Dragonfly was a victim of the pandemic. Slated to cost $1 billion when it was selected in 2019, it was meant to launch in 2026 and arrive in 2034 after an eight-year cruise phase. However, after delays due to COVID, NASA decided to compensate for the inevitable delayed launch by funding a heavy-lift launch vehicle to massively shorten the mission’s cruise phase.

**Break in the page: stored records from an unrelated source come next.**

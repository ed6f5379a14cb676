use std::io::{self, Write};
use std::thread;
use std::thread::JoinHandle;

use failure::Fail;
use log::{error, info, trace};

use crossbeam_channel::{Receiver, Sender};

use drum_trigger_core::midi::buffer::Event;

use crate::config::Output as OutputConfig;

#[derive(Debug, Fail)]
pub enum OutputError {
  #[fail(display = "Failed to create the output thread: {}", cause)]
  Start { cause: String },

  #[fail(display = "Failed to join the output thread")]
  Stop,
}

pub enum Protocol {
  Stop,

  Events { instance: String, events: Vec<Event> },
}

/// One line per event: the instance name, optionally the beat position, then the message
pub fn format_event(instance: &str, event: &Event, print_position: bool) -> String {
  if print_position {
    format!("{} {} {}", instance, event.position, event.message)
  } else {
    format!("{} {}", instance, event.message)
  }
}

pub struct OutputThread<W: Write> {
  writer: W,
  print_position: bool,
}

impl<W: Write> OutputThread<W> {
  pub fn new(config: &OutputConfig, writer: W) -> OutputThread<W> {
    OutputThread {
      writer,
      print_position: config.print_position,
    }
  }

  pub fn handle_messages(&mut self, protocol_rx: Receiver<Protocol>) {
    info!("Handling output messages ...");

    for message in protocol_rx.iter() {
      match message {
        Protocol::Stop => {
          info!("Output thread stopped ...");
          break;
        }

        Protocol::Events { instance, events } => {
          if let Err(err) = self.write_events(&instance, &events) {
            error!("Failed to write {} events from {}: {}", events.len(), instance, err);
          }
        }
      }
    }
  }

  fn write_events(&mut self, instance: &str, events: &[Event]) -> io::Result<()> {
    for event in events.iter() {
      let line = format_event(instance, event, self.print_position);
      trace!("{}", line);
      writeln!(self.writer, "{}", line)?;
    }
    self.writer.flush()
  }

  #[cfg(test)]
  fn into_writer(self) -> W {
    self.writer
  }
}

pub struct Output {
  handler: JoinHandle<()>,
  protocol_tx: Sender<Protocol>,
}

impl Output {
  pub fn new_channel(capacity: usize) -> (Sender<Protocol>, Receiver<Protocol>) {
    crossbeam_channel::bounded::<Protocol>(capacity)
  }

  pub fn new(
    config: &OutputConfig,
    protocol_tx: Sender<Protocol>,
    protocol_rx: Receiver<Protocol>,
  ) -> Result<Output, OutputError> {
    info!("Spawning output thread ...");

    let cloned_config = config.clone();

    thread::Builder::new()
      .name("output".into())
      .spawn(move || OutputThread::new(&cloned_config, io::stdout()).handle_messages(protocol_rx))
      .map_err(|err| OutputError::Start {
        cause: err.to_string(),
      })
      .map(|handler| Output {
        handler,
        protocol_tx,
      })
  }

  /// Where the instances send the events they emit
  pub fn sender(&self) -> Sender<Protocol> {
    self.protocol_tx.clone()
  }

  pub fn stop(self) -> Result<(), OutputError> {
    info!("Stopping output thread ...");

    self
      .protocol_tx
      .send(Protocol::Stop)
      .map_err(|_| OutputError::Stop)
      .and_then(|()| self.handler.join().map_err(|_| OutputError::Stop))
  }
}

#[cfg(test)]
mod test {

  use super::{format_event, Output, OutputThread, Protocol};
  use crate::config::Output as OutputConfig;
  use drum_trigger_core::midi::buffer::Event;
  use drum_trigger_core::midi::Message;
  use drum_trigger_core::time::BeatsTime;

  fn event(position: f64, message: Message) -> Event {
    Event {
      position: BeatsTime::new(position),
      message,
    }
  }

  #[test]
  pub fn format_events() {
    let note_on = event(1.5, Message::note_on(36, 100));
    assert_eq!(format_event("main", &note_on, false), "main note 36 100");
    assert_eq!(format_event("main", &note_on, true), "main 1.5 note 36 100");

    let trigger = event(1.5, Message::Trigger { key: 36, velocity: 70 });
    assert_eq!(format_event("left", &trigger, false), "left trig 36 70");
  }

  #[test]
  pub fn writes_events_until_stopped() {
    let (protocol_tx, protocol_rx) = Output::new_channel(8);
    protocol_tx
      .send(Protocol::Events {
        instance: "main".to_string(),
        events: vec![
          event(1.0, Message::note_on(36, 100)),
          event(1.0, Message::Trigger { key: 36, velocity: 70 }),
        ],
      })
      .unwrap();
    protocol_tx.send(Protocol::Stop).unwrap();
    protocol_tx
      .send(Protocol::Events {
        instance: "main".to_string(),
        events: vec![event(1.5, Message::note_off(36))],
      })
      .unwrap();

    let config = OutputConfig::default();
    let mut thread = OutputThread::new(&config, Vec::new());
    thread.handle_messages(protocol_rx);

    let written = String::from_utf8(thread.into_writer()).unwrap();
    assert_eq!(written, "main note 36 100\nmain trig 36 70\n");
  }
}
use drum_trigger_core::command::{tokenize, Atom, Command, CommandError};

#[derive(Debug, Clone, PartialEq)]
pub enum Target {
  All,
  Instance(String),
}

#[derive(Debug, Clone)]
pub struct Message {
  pub target: Target,
  pub command: Command,
}

/// Parses one input line, `[instance] selector atoms...`.
///
/// The first token addresses an instance only when `is_instance` accepts it.
/// Blank lines and comments give `None`.
pub fn parse_line<F>(line: &str, is_instance: F) -> Result<Option<Message>, CommandError>
where
  F: Fn(&str) -> bool,
{
  let line = line.trim();
  if line.is_empty() || line.starts_with('#') {
    return Ok(None);
  }

  let atoms = tokenize(line)?;
  let message = match atoms.split_first() {
    Some((Atom::Symbol(name), rest)) if is_instance(name.as_str()) => Message {
      target: Target::Instance(name.clone()),
      command: Command::parse(rest)?,
    },
    _ => Message {
      target: Target::All,
      command: Command::parse(&atoms)?,
    },
  };
  Ok(Some(message))
}
use crate::midi::buffer::Event;
use crate::midi::messages::Message;
use crate::time::BeatsTime;

/// Where the scheduler sends the messages it emits
pub trait MidiOutput {
  fn push(&mut self, position: BeatsTime, message: Message);
}

impl MidiOutput for Vec<Event> {
  fn push(&mut self, position: BeatsTime, message: Message) {
    Vec::push(self, Event { position, message });
  }
}
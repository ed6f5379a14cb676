use failure::Fail;
use log::{debug, info, trace};

use crate::command::{Command, MAX_POSITION_OFFSET};
use crate::config::Config;
use crate::drum_trigger::{DrumTriggerError, DrumTriggerSetup, DrumTriggerTable};
use crate::midi::types::Key;
use crate::midi::{Message, MidiOutput};
use crate::song::{Clip, Note, Track, Transition};
use crate::time::{BeatsTime, Tempo};

#[derive(Debug, Fail, PartialEq)]
pub enum SchedulerError {
  #[fail(display = "Invalid tempo: {}", tempo)]
  InvalidTempo { tempo: f64 },

  #[fail(display = "Invalid position: {}", position)]
  InvalidPosition { position: f64 },

  #[fail(display = "Position offset out of range: {}", offset)]
  PositionOffset { offset: f64 },

  #[fail(display = "Drum trigger setup failed: {}", cause)]
  DrumTrigger {
    #[cause]
    cause: DrumTriggerError,
  },
}

impl From<DrumTriggerError> for SchedulerError {
  fn from(cause: DrumTriggerError) -> Self {
    SchedulerError::DrumTrigger { cause }
  }
}

/// Transport snapshot as seen by one scheduler
#[derive(Debug, Clone, Copy, PartialEq)]
pub struct LiveSet {
  tempo: Tempo,
  beats: BeatsTime,
  last_beats: BeatsTime,
  is_playing: bool,
}

impl Default for LiveSet {
  fn default() -> Self {
    LiveSet {
      tempo: Tempo::default(),
      beats: BeatsTime::new(-1.0),
      last_beats: BeatsTime::new(-1.0),
      is_playing: false,
    }
  }
}

impl LiveSet {
  pub fn tempo(&self) -> Tempo {
    self.tempo
  }

  pub fn beats(&self) -> BeatsTime {
    self.beats
  }

  pub fn last_beats(&self) -> BeatsTime {
    self.last_beats
  }

  pub fn is_playing(&self) -> bool {
    self.is_playing
  }

  /// Whether the last position update moved backwards (loop back, rewind or scrubbing)
  pub fn jumped_back(&self) -> bool {
    self.beats < self.last_beats
  }

  fn set_beats(&mut self, beats: BeatsTime) {
    self.last_beats = self.beats;
    self.beats = beats;
  }
}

The end result is that Dragonfly will take off two years later but arrive on schedule.

Previous Visit

Dragonfly won’t be the first time a robotic probe has visited Titan. As part of NASA’s landmark Cassini mission to Saturn between 2004 and 2017, a small probe called Huygens was despatched into Titan’s clouds on January 14, 2005. The resulting timelapse movie of its 2.5 hours descent—which heralded humanity’s first-ever (and only) views of Titan’s surface—is a must-see for space fans. It landed in an area of rounded blocks of ice, but on the way down, it saw ancient dry shorelines reminiscent of Earth as well as rivers of methane.

The announcement by NASA makes July 2028 a month worth circling for space fans, with a long-duration total solar eclipse set for July 22, 2028, in Australia and New Zealand.

Wishing you clear skies and wide eyes.